When a 53-year-old woman showed up at the hospital, a mass that first appeared in her uterus many years ago had grown to 61 pounds — roughly the weight of an average-size second grader.
Singaporean doctors have successfully removed the abnormally large mass also known as a uterine fibroid or leiomyoma, a tumor that appears in the uterus during a woman's childbearing age and grows gradually over the years if left untreated.
A uterine fibroid, a common pelvic tumor, is not cancerous, but it could be life-threatening if it grows exponentially and deforms surrounding organs, according to a report on the case recently published by the medical journal BMJ Case Reports.
The report describes the unnamed patient as a menopausal Malay woman who is "virgo-intacta" (translation: "untouched virgin").
When she arrived at the KK Women's and Children's Hospital in Singapore, she was bedridden and unable to move, and the mass had taken over most of her abdominal and pelvic cavities.
She also had been struggling to breathe for six months because air had not been able to travel freely to her lungs, according to the report, published Tuesday.
The woman did not seek medical attention sooner likely because she was afraid of surgery, Poh Ting Lim, an OB/GYN resident at the KK Women's and Children's Hospital, told Live Science.
The woman underwent several major operations to remove the mass, which is about 25 inches long across its widest point, as well as her uterus, ovaries and fallopian tubes.
Afterward, she underwent a plastic surgery to reconstruct her abdominal wall, which had significantly thinned because of the mass, the report says.
Uterine fibroids are the most common pelvic tumor among women, particularly among those ages 50 and older. Most women don't know when they have the tumor because it rarely causes symptoms and hardly ever develop into cancer.

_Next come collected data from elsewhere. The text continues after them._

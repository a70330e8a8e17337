use serde_json::Value;
use std::fs;
use std::path::{Path, PathBuf};
use std::time::Duration;
use tracing::info;

use super::document::tracks_from_value;
use super::validate::{check_point, check_structure};
use crate::error::{Result, TrackError};
use crate::track::{Coord, Tracks};

pub const DEFAULT_SERVICE_URL: &str = "http://ucl-rse-with-python.herokuapp.com/road-tracks/tracks/";

/// Source of raw track documents.
pub trait TrackService {
    fn fetch(&self, query: &TrackQuery) -> Result<Value>;
}

/// Fetches track documents over HTTP.
#[derive(Clone, Debug)]
pub struct HttpTrackService {
    base_url: String,
    timeout: Duration,
}

impl Default for HttpTrackService {
    fn default() -> Self {
        Self {
            base_url: DEFAULT_SERVICE_URL.to_string(),
            timeout: Duration::from_secs(30),
        }
    }
}

impl HttpTrackService {
    pub fn new(base_url: impl Into<String>) -> Self {
        Self {
            base_url: base_url.into(),
            ..Self::default()
        }
    }

    pub fn timeout(mut self, timeout: Duration) -> Self {
        self.timeout = timeout;
        self
    }

    pub fn base_url(&self) -> &str {
        &self.base_url
    }
}

impl TrackService for HttpTrackService {
    fn fetch(&self, query: &TrackQuery) -> Result<Value> {
        let url = query.url(&self.base_url);
        info!(%url, "querying track service");

        let client = reqwest::blocking::Client::builder()
            .timeout(self.timeout)
            .build()
            .map_err(TrackError::Service)?;

        let response = client.get(&url).send().map_err(|e| {
            if e.is_connect() || e.is_timeout() {
                TrackError::Connection(e)
            } else {
                TrackError::Service(e)
            }
        })?;

        response
            .error_for_status()
            .map_err(TrackError::Service)?
            .json()
            .map_err(TrackError::Service)
    }
}

/// Parameters of a request for tracks between two points.
#[derive(Clone, Debug, PartialEq)]
pub struct TrackQuery {
    start: Coord,
    end: Coord,
    min_steps_straight: i64,
    max_steps_straight: Option<i64>,
    n_tracks: i64,
}

impl Default for TrackQuery {
    fn default() -> Self {
        Self {
            start: Coord::new(0, 0),
            end: Coord::new(299, 299),
            min_steps_straight: 1,
            max_steps_straight: None,
            n_tracks: 300,
        }
    }
}

impl TrackQuery {
    pub fn new() -> Self {
        Self::default()
    }

    pub fn start(mut self, start: Coord) -> Self {
        self.start = start;
        self
    }

    pub fn end(mut self, end: Coord) -> Self {
        self.end = end;
        self
    }

    pub fn min_steps_straight(mut self, steps: i64) -> Self {
        self.min_steps_straight = steps;
        self
    }

    pub fn max_steps_straight(mut self, steps: i64) -> Self {
        self.max_steps_straight = Some(steps);
        self
    }

    pub fn n_tracks(mut self, n_tracks: i64) -> Self {
        self.n_tracks = n_tracks;
        self
    }

    pub fn get_start(&self) -> Coord {
        self.start
    }

    pub fn get_end(&self) -> Coord {
        self.end
    }

    pub fn get_n_tracks(&self) -> i64 {
        self.n_tracks
    }

    /// Defaults to five more than the minimum.
    pub fn get_max_steps_straight(&self) -> i64 {
        self.max_steps_straight.unwrap_or(self.min_steps_straight + 5)
    }

    pub fn validate(&self) -> Result<()> {
        check_point("start", self.start)?;
        check_point("end", self.end)?;

        let max_steps = self.get_max_steps_straight();
        if self.min_steps_straight < 0 || max_steps < 0 || self.n_tracks < 0 {
            return Err(TrackError::invalid_value(
                "The value of steps straight and n_tracks should be positive integer.",
            ));
        }
        if self.min_steps_straight > max_steps {
            return Err(TrackError::invalid_value(
                "max_steps_straight must be greater than min_steps_straight.",
            ));
        }
        Ok(())
    }

    pub fn url(&self, base_url: &str) -> String {
        format!(
            "{}?start_point_x={}&start_point_y={}&n_tracks={}&end_point_x={}&end_point_y={}&min_steps_straight={}&max_steps_straight={}",
            base_url,
            self.start.x,
            self.start.y,
            self.n_tracks,
            self.end.x,
            self.end.y,
            self.min_steps_straight,
            self.get_max_steps_straight(),
        )
    }

    /// Queries `service` and returns the checked track set.
    pub fn run<S: TrackService + ?Sized>(&self, service: &S) -> Result<Tracks> {
        let doc = self.fetch_checked(service)?;
        tracks_from_value(&doc)
    }

    /// Queries `service` and stores the raw document in `dir`, named after the
    /// query and the document's timestamp. Returns the path written.
    pub fn save<S: TrackService + ?Sized>(&self, service: &S, dir: impl AsRef<Path>) -> Result<PathBuf> {
        let doc = self.fetch_checked(service)?;
        let datetime = doc["metadata"]["datetime"]
            .as_str()
            .ok_or_else(|| TrackError::invalid_type("The type of date must be string"))?;

        let path = dir.as_ref().join(self.file_name(datetime));
        fs::write(&path, serde_json::to_string(&doc)?)?;

        info!(path = %path.display(), "track document saved");
        Ok(path)
    }

    /// `tracks_<datetime digits>_<n_tracks>_<start x>_<start y>_<end x>_<end y>.json`
    pub fn file_name(&self, datetime: &str) -> String {
        let stamp: String = datetime.chars().filter(|c| c.is_alphanumeric()).collect();
        format!(
            "tracks_{}_{}_{}_{}_{}_{}.json",
            stamp, self.n_tracks, self.start.x, self.start.y, self.end.x, self.end.y
        )
    }

    fn fetch_checked<S: TrackService + ?Sized>(&self, service: &S) -> Result<Value> {
        self.validate()?;
        let doc = service.fetch(self)?;
        check_structure(&doc)?;
        Ok(doc)
    }
}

In cases in which symptoms occur, women experience heavy and lengthy menstrual periods, pelvic pain, constipation and frequent urination.
The Malay woman didn't experience these symptoms, the report says. Lim told Live Science that the woman may have avoided these symptoms because the tumor grew slowly, allowing her body to adjust to it. Lim didn't respond to an email from The Washington Post on Saturday seeking comment.

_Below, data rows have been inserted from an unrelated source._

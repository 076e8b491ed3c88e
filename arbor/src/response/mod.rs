//! Defines the response controller: buffered and streaming response state,
//! the single-commit lifecycle, and the handles exposed to application code.

pub mod sse;

use std::io;
use std::pin::Pin;
use std::sync::{Arc, Mutex};
use std::task::{Context as TaskContext, Poll};

use bytes::Bytes;
use futures_util::stream::Stream;
use hyper::header::{HeaderName, HeaderValue, CONTENT_TYPE};
use hyper::{Body, Response, StatusCode};
use log::{error, trace, warn};
use serde_json::Value;
use tokio::sync::mpsc::{unbounded_channel, UnboundedReceiver, UnboundedSender};
use tokio::sync::oneshot;

use crate::config::{CorsConfig, SecurityConfig};
use crate::context::CancelToken;
use crate::error::{HttpError, Result};

pub use sse::{SseEvent, SseHandle, SseOptions};

/// Headers and policies stamped onto every response at commit time.
#[derive(Clone, Debug, Default)]
pub(crate) struct CommitDecor {
    pub request_id_header: String,
    pub request_id: String,
    pub default_headers: Vec<(HeaderName, HeaderValue)>,
    pub cors: Option<CorsConfig>,
}

impl CommitDecor {
    pub(crate) fn new(
        request_id_header: &str,
        request_id: &str,
        security: &SecurityConfig,
    ) -> CommitDecor {
        let default_headers = security
            .default_headers
            .iter()
            .filter_map(|(k, v)| {
                match (k.parse::<HeaderName>(), v.parse::<HeaderValue>()) {
                    (Ok(name), Ok(value)) => Some((name, value)),
                    _ => {
                        warn!(" ignoring malformed default header `{}`", k);
                        None
                    }
                }
            })
            .collect();

        CommitDecor {
            request_id_header: request_id_header.to_string(),
            request_id: request_id.to_string(),
            default_headers,
            cors: security.cors.clone(),
        }
    }
}

/// How far along the response lifecycle a request is.
#[derive(Clone, Copy, Debug, PartialEq, Eq)]
pub(crate) enum ResponseMode {
    /// Nothing committed; the handler's return value will become the body.
    Buffered,
    /// A chunked stream or SSE stream is open.
    Streaming { sse: bool, keep_open: bool },
    /// `send` committed the response, or the buffered body was finalized.
    Committed,
}

/// A body payload accepted by [`ResponseHandle::send`].
#[derive(Clone, Debug)]
pub enum Payload {
    /// Serialized as JSON, `application/json` unless overridden.
    Json(Value),
    /// Passed through, `text/plain` unless overridden.
    Text(String),
    /// Passed through, `application/octet-stream` unless overridden.
    Bytes(Bytes),
}

impl Payload {
    fn into_parts(self) -> (Bytes, &'static str) {
        match self {
            Payload::Json(v) => (
                Bytes::from(serde_json::to_vec(&v).unwrap_or_default()),
                mime::APPLICATION_JSON.as_ref(),
            ),
            Payload::Text(s) => (Bytes::from(s), mime::TEXT_PLAIN.as_ref()),
            Payload::Bytes(b) => (b, mime::APPLICATION_OCTET_STREAM.as_ref()),
        }
    }
}

impl From<Value> for Payload {
    fn from(v: Value) -> Payload {
        Payload::Json(v)
    }
}

impl From<String> for Payload {
    fn from(s: String) -> Payload {
        Payload::Text(s)
    }
}

impl From<&str> for Payload {
    fn from(s: &str) -> Payload {
        Payload::Text(s.to_string())
    }
}

impl From<Bytes> for Payload {
    fn from(b: Bytes) -> Payload {
        Payload::Bytes(b)
    }
}

/// Options for [`ResponseHandle::stream`].
#[derive(Clone, Debug, Default)]
pub struct StreamOptions {
    /// Content type for the stream; `application/octet-stream` by default.
    pub content_type: Option<String>,
}

struct ResponseState {
    status: StatusCode,
    status_text: Option<String>,
    headers: hyper::HeaderMap,
    mode: ResponseMode,
    responded: bool,
    commit_tx: Option<oneshot::Sender<Response<Body>>>,
    sender: Option<UnboundedSender<io::Result<Bytes>>>,
    decor: CommitDecor,
    cancel: CancelToken,
    request_id: String,
}

/// Handle onto the response under construction, exposed to handlers,
/// middlewares and interceptors via the request context.
///
/// At most one of [`send`](Self::send), [`stream`](Self::stream) or
/// [`sse`](Self::sse) succeeds per request; once one has, status and headers
/// are frozen and further mutation fails with `response_already_committed`.
#[derive(Clone)]
pub struct ResponseHandle {
    inner: Arc<Mutex<ResponseState>>,
}

pub(crate) fn already_committed() -> HttpError {
    HttpError::new(
        StatusCode::INTERNAL_SERVER_ERROR,
        "response already committed",
    )
    .with_code("response_already_committed")
}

The report did not say how long the tumor had been growing in the woman's uterus. She was discharged a week after surgery.
Two months later, she's no longer struggling to breathe, she's able to move by herself and her abdominal scar from the operation has healed, the report says.

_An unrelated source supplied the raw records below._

//! Defines the dynamic values that flow through a request pipeline: handler
//! `data`, the composed dependency map, and the patches middlewares and
//! interceptors return.

use std::any::Any;
use std::collections::HashMap;
use std::sync::Arc;

use serde_json::Value;

use crate::error::HttpError;

/// The merged `{...pathParams, ...queryParams, ...body}` record handed to
/// middlewares and handlers.
pub type Data = serde_json::Map<String, Value>;

/// Shallow merge of one data map into another. Last write wins.
pub fn merge_shallow(dst: &mut Data, src: Data) {
    for (k, v) in src {
        dst.insert(k, v);
    }
}

/// A single slot in the dependency map.
///
/// Most dependencies are plain JSON-representable values; `Shared` carries
/// anything else (a pool, a client) behind an `Arc` with downcast access.
#[derive(Clone)]
pub enum DepValue {
    /// A JSON value.
    Json(Value),
    /// An opaque shared value, retrieved by type through [`Dependencies::shared`].
    Shared(Arc<dyn Any + Send + Sync>),
}

impl std::fmt::Debug for DepValue {
    fn fmt(&self, f: &mut std::fmt::Formatter<'_>) -> std::fmt::Result {
        match self {
            DepValue::Json(v) => write!(f, "Json({})", v),
            DepValue::Shared(_) => f.write_str("Shared(..)"),
        }
    }
}

/// The composed dependency map: string keys to opaque values, produced by
/// shallow-merging every factory return in chain order.
#[derive(Clone, Debug, Default)]
pub struct Dependencies {
    entries: HashMap<String, DepValue>,
}

impl Dependencies {
    /// Creates an empty map.
    pub fn new() -> Dependencies {
        Dependencies::default()
    }

    /// Inserts a JSON-valued dependency.
    pub fn insert_json<K: Into<String>>(&mut self, key: K, value: Value) {
        self.entries.insert(key.into(), DepValue::Json(value));
    }

    /// Inserts an opaque shared dependency.
    pub fn insert_shared<K, T>(&mut self, key: K, value: T)
    where
        K: Into<String>,
        T: Any + Send + Sync,
    {
        self.entries
            .insert(key.into(), DepValue::Shared(Arc::new(value)));
    }

    /// Borrows a slot.
    pub fn get(&self, key: &str) -> Option<&DepValue> {
        self.entries.get(key)
    }

    /// Borrows a JSON-valued slot.
    pub fn json(&self, key: &str) -> Option<&Value> {
        match self.entries.get(key) {
            Some(DepValue::Json(v)) => Some(v),
            _ => None,
        }
    }

    /// Retrieves a shared slot, downcast to its concrete type.
    pub fn shared<T: Any + Send + Sync>(&self, key: &str) -> Option<Arc<T>> {
        match self.entries.get(key) {
            Some(DepValue::Shared(v)) => v.clone().downcast::<T>().ok(),
            _ => None,
        }
    }

    /// True when the map holds no entries.
    pub fn is_empty(&self) -> bool {
        self.entries.is_empty()
    }

    /// Number of entries in the map.
    pub fn len(&self) -> usize {
        self.entries.len()
    }

    /// Iterates over the keys of the map.
    pub fn keys(&self) -> impl Iterator<Item = &String> {
        self.entries.keys()
    }

    /// Shallow merge. Keys from `other` override existing keys.
    pub fn merge(&mut self, other: Dependencies) {
        for (k, v) in other.entries {
            self.entries.insert(k, v);
        }
    }

    /// Seeds a map from plain JSON fields.
    pub fn from_json_map(fields: &serde_json::Map<String, Value>) -> Dependencies {
        let mut deps = Dependencies::new();
        for (k, v) in fields {
            deps.insert_json(k.clone(), v.clone());
        }
        deps
    }
}

/// What a middleware or before-interceptor hands back: partial updates that
/// are shallow-merged into the running request.
#[derive(Default)]
pub struct Patch {
    /// Merged into handler `data`.
    pub data: Option<Data>,
    /// Legacy alias for `data`, honored when `useMiddlewareRequest` is set.
    pub params: Option<Data>,
    /// Merged into the context scratch map.
    pub scratch: Option<Data>,
    /// Merged into the composed dependency map.
    pub dependencies: Option<Dependencies>,
}

impl Patch {
    /// A patch that changes nothing.
    pub fn none() -> Patch {
        Patch::default()
    }

    /// A patch updating handler `data`.
    pub fn data(data: Data) -> Patch {
        Patch {
            data: Some(data),
            ..Patch::default()
        }
    }

    /// A patch updating the context scratch map.
    pub fn scratch(scratch: Data) -> Patch {
        Patch {
            scratch: Some(scratch),
            ..Patch::default()
        }
    }

    /// A patch updating the dependency map.
    pub fn dependencies(deps: Dependencies) -> Patch {
        Patch {
            dependencies: Some(deps),
            ..Patch::default()
        }
    }
}

/// What an after-interceptor observes: the handler's result, or the error
/// that cut the pipeline short.
#[derive(Clone, Debug)]
pub enum Outcome {
    /// The pipeline reached the handler; carries a JSON view of its return
    /// value when one exists (streams and raw responses have none).
    Success(Option<Value>),
    /// A before-interceptor, middleware or the handler failed.
    Error(HttpError),
}

/// The context handed to dependency factories: the process environment (when
/// permitted) plus caller-provided seed values.
#[derive(Clone, Debug, Default)]
pub struct FactoryContext {
    /// Process environment. `None` when the configuration withholds it.
    pub env: Option<Arc<HashMap<String, String>>>,
    /// Seed values provided by the engine, e.g. the matched route pattern.
    pub values: Data,
}

#[cfg(test)]
mod tests {
    use super::*;
    use serde_json::json;

    #[test]
    fn merge_is_shallow_and_last_write_wins() {
        let mut a = Dependencies::new();
        a.insert_json("k", json!("a"));
        a.insert_json("only_a", json!(1));

        let mut b = Dependencies::new();
        b.insert_json("k", json!("b"));

        a.merge(b);
        assert_eq!(a.json("k"), Some(&json!("b")));
        assert_eq!(a.json("only_a"), Some(&json!(1)));
    }

    #[test]
    fn shared_values_downcast_by_type() {
        struct Pool {
            size: usize,
        }

        let mut deps = Dependencies::new();
        deps.insert_shared("pool", Pool { size: 4 });

        assert_eq!(deps.shared::<Pool>("pool").unwrap().size, 4);
        assert!(deps.shared::<String>("pool").is_none());
        assert!(deps.json("pool").is_none());
    }

    #[test]
    fn data_merge_overrides() {
        let mut dst = Data::new();
        dst.insert("x".into(), json!(1));
        let mut src = Data::new();
        src.insert("x".into(), json!(2));
        src.insert("y".into(), json!(3));

        merge_shallow(&mut dst, src);
        assert_eq!(dst["x"], json!(2));
        assert_eq!(dst["y"], json!(3));
    }
}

Fibroids' sizes vastly differ, from tiny dots undetectable by the human eye, to bulky masses that can enlarge the uterus, according to the Mayo Clinic. When a woman is at a childbearing age, the tumor grows slowly at a rate of 9 percent over six months, the report says.
Giant uterine fibroids rarely weigh more than 25 pounds, the report says.
Extreme cases, like that of the Malay woman, are rare because most growths are detected by doctors during routine exams, or when women experience symptoms.
The largest uterine fibroid on record weighed 139 pounds, which was removed after the patient died. The largest fibroid known to have been removed from a living patient weighed 100 pounds, the report says. Both cases happened in the late 1800s.
In more recent history, a 59-pound uterine fibroid was removed from a 47-year-old premenopausal woman in 2009, the report says. Another case was reported in 2011, when 25 pounds of the same noncancerous mass was removed from a 33-year-old woman.
Doctors don't know what causes uterine fibroids, but research points to factors such as genetic changes and hormones. Estrogen and progesterone "appear to promote the growth of fibroids," according to the Mayo Clinic.
Factors such as heredity and race also influence a woman's likelihood of developing uterine fibroids.
A woman whose mother and sister had fibroids is likely to also develop them. They're also most prevalent among African American women who are diagnosed with uterine fibroids at an earlier age and show evidence of more severe cases.